== Assigned task ==
Below are records; transcribe each one exactly.

Records from a dataset
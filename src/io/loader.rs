//! Sample loader for single-lead ECG recordings.
//!
//! Recordings are CSV files with one `time,voltage` pair per line.
//! Entries that do not parse as finite numbers are coerced to missing
//! and filled by linear interpolation between the nearest valid
//! neighbours; missing values at either end take the nearest valid
//! value.

use std::fs::File;
use std::io::{self, BufRead};
use std::path::Path;

use crate::error::HrmError;

/// An ordered sequence of `(time, voltage)` samples.
///
/// After loading, both sequences have equal length, every value is
/// finite, and `times` is non-decreasing.
#[derive(Debug, Clone, PartialEq)]
pub struct Recording {
    pub times: Vec<f64>,
    pub voltages: Vec<f64>,
}

impl Recording {
    pub fn len(&self) -> usize {
        self.times.len()
    }

    pub fn is_empty(&self) -> bool {
        self.times.is_empty()
    }
}

/// Reads a recording from `path`.
///
/// # Errors
///
/// - [`HrmError::SourceNotFound`] if `path` does not exist.
/// - [`HrmError::UndefinedMetric`] if fewer than two rows remain after
///   coercion, or a whole column has no numeric entry to interpolate
///   from.
/// - [`HrmError::Io`] for any other read failure.
pub fn load_recording(path: &Path) -> Result<Recording, HrmError> {
    let file = File::open(path).map_err(|e| match e.kind() {
        io::ErrorKind::NotFound => HrmError::SourceNotFound(path.to_path_buf()),
        _ => HrmError::Io(e),
    })?;
    let reader = io::BufReader::new(file);

    let mut times = Vec::new();
    let mut voltages = Vec::new();
    for line in reader.lines() {
        let line = line?;
        let line = line.trim();
        if line.is_empty() {
            continue;
        }
        let mut fields = line.splitn(2, ',');
        times.push(parse_sample(fields.next()));
        voltages.push(parse_sample(fields.next()));
    }

    if times.len() < 2 {
        return Err(HrmError::UndefinedMetric(format!(
            "recording must contain at least two samples, got {}",
            times.len()
        )));
    }

    Ok(Recording {
        times: interpolate_missing(&times, "time")?,
        voltages: interpolate_missing(&voltages, "voltage")?,
    })
}

/// Coerces one CSV field to a finite sample, or missing.
fn parse_sample(field: Option<&str>) -> Option<f64> {
    field
        .and_then(|s| s.trim().parse::<f64>().ok())
        .filter(|v| v.is_finite())
}

/// Fills missing entries by linear interpolation between the nearest
/// valid neighbours. Leading and trailing gaps take the nearest valid
/// value.
fn interpolate_missing(column: &[Option<f64>], name: &str) -> Result<Vec<f64>, HrmError> {
    let first = column.iter().position(Option::is_some);
    let Some(first) = first else {
        return Err(HrmError::UndefinedMetric(format!(
            "{name} column contains no numeric entries"
        )));
    };
    let last = column.iter().rposition(Option::is_some).unwrap_or(first);

    let mut filled = vec![0.0; column.len()];
    for i in 0..first {
        filled[i] = column[first].unwrap();
    }
    for i in last + 1..column.len() {
        filled[i] = column[last].unwrap();
    }

    let mut i = first;
    while i <= last {
        match column[i] {
            Some(v) => {
                filled[i] = v;
                i += 1;
            }
            None => {
                // Gap [i, end) bounded by valid samples on both sides.
                let mut end = i;
                while column[end].is_none() {
                    end += 1;
                }
                let lo = filled[i - 1];
                let hi = column[end].unwrap();
                let span = (end - i + 1) as f64;
                for (step, slot) in filled[i..end].iter_mut().enumerate() {
                    *slot = lo + (hi - lo) * (step + 1) as f64 / span;
                }
                i = end;
            }
        }
    }

    Ok(filled)
}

== Your response ==
filename src/io/loader.rs
//! Sample loader for single-lead ECG recordings.
//!
//! Recordings are CSV files with one `time,voltage` pair per line.
//! Entries that do not parse as finite numbers are coerced to missing
//! and filled by linear interpolation between the nearest valid
//! neighbours; missing values at either end take the nearest valid
//! value.

use std::fs::File;
use std::io::{self, BufRead};
use std::path::Path;

use crate::error::HrmError;

/// An ordered sequence of `(time, voltage)` samples.
///
/// After loading, both sequences have equal length, every value is
/// finite, and `times` is non-decreasing.
#[derive(Debug, Clone, PartialEq)]
pub struct Recording {
    pub times: Vec<f64>,
    pub voltages: Vec<f64>,
}

impl Recording {
    pub fn len(&self) -> usize {
        self.times.len()
    }

    pub fn is_empty(&self) -> bool {
        self.times.is_empty()
    }
}

/// Reads a recording from `path`.
///
/// # Errors
///
/// - [`HrmError::SourceNotFound`] if `path` does not exist.
/// - [`HrmError::UndefinedMetric`] if fewer than two rows remain after
///   coercion, or a whole column has no numeric entry to interpolate
///   from.
/// - [`HrmError::Io`] for any other read failure.
pub fn load_recording(path: &Path) -> Result<Recording, HrmError> {
    let file = File::open(path).map_err(|e| match e.kind() {
        io::ErrorKind::NotFound => HrmError::SourceNotFound(path.to_path_buf()),
        _ => HrmError::Io(e),
    })?;
    let reader = io::BufReader::new(file);

    let mut times = Vec::new();
    let mut voltages = Vec::new();
    for line in reader.lines() {
        let line = line?;
        let line = line.trim();
        if line.is_empty() {
            continue;
        }
        let mut fields = line.splitn(2, ',');
        times.push(parse_sample(fields.next()));
        voltages.push(parse_sample(fields.next()));
    }

    if times.len() < 2 {
        return Err(HrmError::UndefinedMetric(format!(
            "recording must contain at least two samples, got {}",
            times.len()
        )));
    }

    Ok(Recording {
        times: interpolate_missing(&times, "time")?,
        voltages: interpolate_missing(&voltages, "voltage")?,
    })
}

/// Coerces one CSV field to a finite sample, or missing.
fn parse_sample(field: Option<&str>) -> Option<f64> {
    field
        .and_then(|s| s.trim().parse::<f64>().ok())
        .filter(|v| v.is_finite())
}

/// Fills missing entries by linear interpolation between the nearest
/// valid neighbours. Leading and trailing gaps take the nearest valid
/// value.
fn interpolate_missing(column: &[Option<f64>], name: &str) -> Result<Vec<f64>, HrmError> {
    let first = column.iter().position(Option::is_some);
    let Some(first) = first else {
        return Err(HrmError::UndefinedMetric(format!(
            "{name} column contains no numeric entries"
        )));
    };
    let last = column.iter().rposition(Option::is_some).unwrap_or(first);

    let mut filled = vec![0.0; column.len()];
    for i in 0..first {
        filled[i] = column[first].unwrap();
    }
    for i in last + 1..column.len() {
        filled[i] = column[last].unwrap();
    }

    let mut i = first;
    while i <= last {
        match column[i] {
            Some(v) => {
                filled[i] = v;
                i += 1;
            }
            None => {
                // Gap [i, end) bounded by valid samples on both sides.
                let mut end = i;
                while column[end].is_none() {
                    end += 1;
                }
                let lo = filled[i - 1];
                let hi = column[end].unwrap();
                let span = (end - i + 1) as f64;
                for (step, slot) in filled[i..end].iter_mut().enumerate() {
                    *slot = lo + (hi - lo) * (step + 1) as f64 / span;
                }
                i = end;
            }
        }
    }

    Ok(filled)
}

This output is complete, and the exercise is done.